Differential buoyancy surface sources in the ocean may induce a
density-driven flow that joins faster flow components to create a multi-scale,
3D flow. Potential temperature and salinity are active tracers that determine
the ocean's potential density: their distribution strongly affects the
density-driven component while the overall flow affects their distribution. We
present a robust framework that allows one to study the effects of a general 3D
flow on a density-driven velocity component, by constructing a modular
observation-based 3D model of intermediate complexity. The model contains an
incompressible velocity that couples two advection-diffusion equations, for
temperature and salinity.
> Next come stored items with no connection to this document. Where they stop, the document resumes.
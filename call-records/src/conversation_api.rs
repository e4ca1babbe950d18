use async_trait::async_trait;
use reqwest::Client;
use std::time::Duration;
use tracing::{debug, warn};

use crate::error::{CallRecordError, CallRecordResult};
use crate::payloads::ConversationDetail;

pub const DEFAULT_CONVERSATION_API_URL: &str = "https://api.elevenlabs.io";

#[derive(Debug, Clone)]
pub struct ConversationApiConfig {
    pub base_url: String,
    pub api_key: String,
    pub timeout: Duration,
}

impl Default for ConversationApiConfig {
    fn default() -> Self {
        Self {
            base_url: DEFAULT_CONVERSATION_API_URL.to_string(),
            api_key: String::new(),
            timeout: Duration::from_secs(10),
        }
    }
}

/// Bounded polling with linearly growing delays
#[derive(Debug, Clone, Copy, PartialEq, Eq)]
pub struct RetryPolicy {
    pub max_attempts: u32,
    pub base_delay: Duration,
    pub max_delay: Duration,
}

impl Default for RetryPolicy {
    fn default() -> Self {
        Self {
            max_attempts: 5,
            base_delay: Duration::from_millis(1000),
            max_delay: Duration::from_millis(8000),
        }
    }
}

impl RetryPolicy {
    /// Delay after the given 1-based attempt
    pub fn delay_for(&self, attempt: u32) -> Duration {
        self.base_delay
            .checked_mul(attempt.max(1))
            .map_or(self.max_delay, |delay| delay.min(self.max_delay))
    }
}

/// Source of vendor conversation detail
#[cfg_attr(test, mockall::automock)]
#[async_trait]
pub trait ConversationSource: Send + Sync {
    async fn fetch_conversation(&self, conversation_id: &str) -> CallRecordResult<ConversationDetail>;
}

/// Conversation-detail client for the voice-agent vendor API
pub struct ElevenLabsClient {
    client: Client,
    config: ConversationApiConfig,
}

impl ElevenLabsClient {
    pub fn new(config: ConversationApiConfig) -> CallRecordResult<Self> {
        if config.api_key.trim().is_empty() {
            return Err(CallRecordError::Config("conversation API key is empty".to_string()));
        }
        let client = Client::builder().timeout(config.timeout).build()?;
        Ok(Self { client, config })
    }

    fn conversation_url(&self, conversation_id: &str) -> String {
        format!(
            "{}/v1/convai/conversations/{}",
            self.config.base_url.trim_end_matches('/'),
            conversation_id
        )
    }
}

#[async_trait]
impl ConversationSource for ElevenLabsClient {
    async fn fetch_conversation(&self, conversation_id: &str) -> CallRecordResult<ConversationDetail> {
        let response = self
            .client
            .get(self.conversation_url(conversation_id))
            .header("xi-api-key", &self.config.api_key)
            .send()
            .await?;

        if !response.status().is_success() {
            return Err(CallRecordError::ConversationApi(format!(
                "conversation fetch returned status {}",
                response.status()
            )));
        }

        Ok(response.json::<ConversationDetail>().await?)
    }
}

/// Fetch until the conversation reaches a terminal status.
///
/// Returns the last successful response when attempts run out, and `None`
/// only if no attempt succeeded.
pub async fn poll_until_terminal(
    source: &dyn ConversationSource,
    conversation_id: &str,
    policy: &RetryPolicy,
) -> Option<ConversationDetail> {
    let mut last = None;

    for attempt in 1..=policy.max_attempts {
        match source.fetch_conversation(conversation_id).await {
            Ok(detail) if detail.is_terminal() => {
                debug!(conversation_id, attempt, "conversation detail ready");
                return Some(detail);
            }
            Ok(detail) => {
                debug!(conversation_id, attempt, status = ?detail.status, "conversation still processing");
                last = Some(detail);
            }
            Err(e) => warn!(conversation_id, attempt, error = %e, "conversation fetch failed"),
        }

        if attempt < policy.max_attempts {
            tokio::time::sleep(policy.delay_for(attempt)).await;
        }
    }

    if last.is_some() {
        warn!(conversation_id, "conversation not terminal after retries, using last response");
    }
    last
}

#[cfg(test)]
mod tests {
    use super::*;
    use mockall::Sequence;

    fn no_wait(max_attempts: u32) -> RetryPolicy {
        RetryPolicy {
            max_attempts,
            base_delay: Duration::ZERO,
            max_delay: Duration::ZERO,
        }
    }

    fn with_status(status: &str) -> ConversationDetail {
        ConversationDetail {
            conversation_id: Some("conv_1".to_string()),
            status: Some(status.to_string()),
            ..Default::default()
        }
    }

    #[test]
    fn test_delay_grows_linearly_and_caps() {
        let policy = RetryPolicy::default();
        assert_eq!(policy.delay_for(1), Duration::from_millis(1000));
        assert_eq!(policy.delay_for(3), Duration::from_millis(3000));
        assert_eq!(policy.delay_for(20), Duration::from_millis(8000));
    }

    #[test]
    fn test_client_requires_api_key() {
        assert!(matches!(
            ElevenLabsClient::new(ConversationApiConfig::default()),
            Err(CallRecordError::Config(_))
        ));
    }

    #[tokio::test]
    async fn test_returns_on_terminal_status() {
        let mut source = MockConversationSource::new();
        let mut seq = Sequence::new();
        source
            .expect_fetch_conversation()
            .times(1)
            .in_sequence(&mut seq)
            .returning(|_| Ok(with_status("processing")));
        source
            .expect_fetch_conversation()
            .times(1)
            .in_sequence(&mut seq)
            .returning(|_| Ok(with_status("done")));

        let detail = poll_until_terminal(&source, "conv_1", &no_wait(5)).await.unwrap();
        assert_eq!(detail.status.as_deref(), Some("done"));
    }

    #[tokio::test]
    async fn test_best_effort_after_retries() {
        let mut source = MockConversationSource::new();
        let mut seq = Sequence::new();
        source
            .expect_fetch_conversation()
            .times(1)
            .in_sequence(&mut seq)
            .returning(|_| Ok(with_status("processing")));
        source
            .expect_fetch_conversation()
            .times(2)
            .in_sequence(&mut seq)
            .returning(|_| Err(CallRecordError::ConversationApi("status 503".to_string())));

        let detail = poll_until_terminal(&source, "conv_1", &no_wait(3)).await;
        assert_eq!(detail.and_then(|d| d.status).as_deref(), Some("processing"));
    }

    #[tokio::test]
    async fn test_no_success_yields_none() {
        let mut source = MockConversationSource::new();
        source
            .expect_fetch_conversation()
            .times(2)
            .returning(|_| Err(CallRecordError::ConversationApi("status 404".to_string())));
        assert!(poll_until_terminal(&source, "conv_1", &no_wait(2)).await.is_none());
    }
}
Instead of solving the Navier-Stokes equations for
the velocity, we consider a flow composed of several temporally separated,
spatially predetermined modes. One of these modes models the density-driven
flow: its spatial form describes the density-driven flow structure and its
strength is determined dynamically by average density differences. The other
modes are completely predetermined, consisting of any incompressible, possibly
unsteady, 3D flow, e.g. as determined by kinematic models, observations, or
simulations. The model is a non-linear, weakly coupled system of two non-local
PDEs. We prove its well-posedness in the sense of Hadamard, and obtain rigorous
bounds regarding analytical solutions. The model's relevance to oceanic systems
is demonstrated by tuning the model to mimic the North Atlantic ocean's
dynamics. In one limit the model recovers a simplified oceanic box model and in
another limit a kinematic model of oceanic chaotic advection, suggesting it can
be utilized to study spatially dependent feedback processes in the ocean.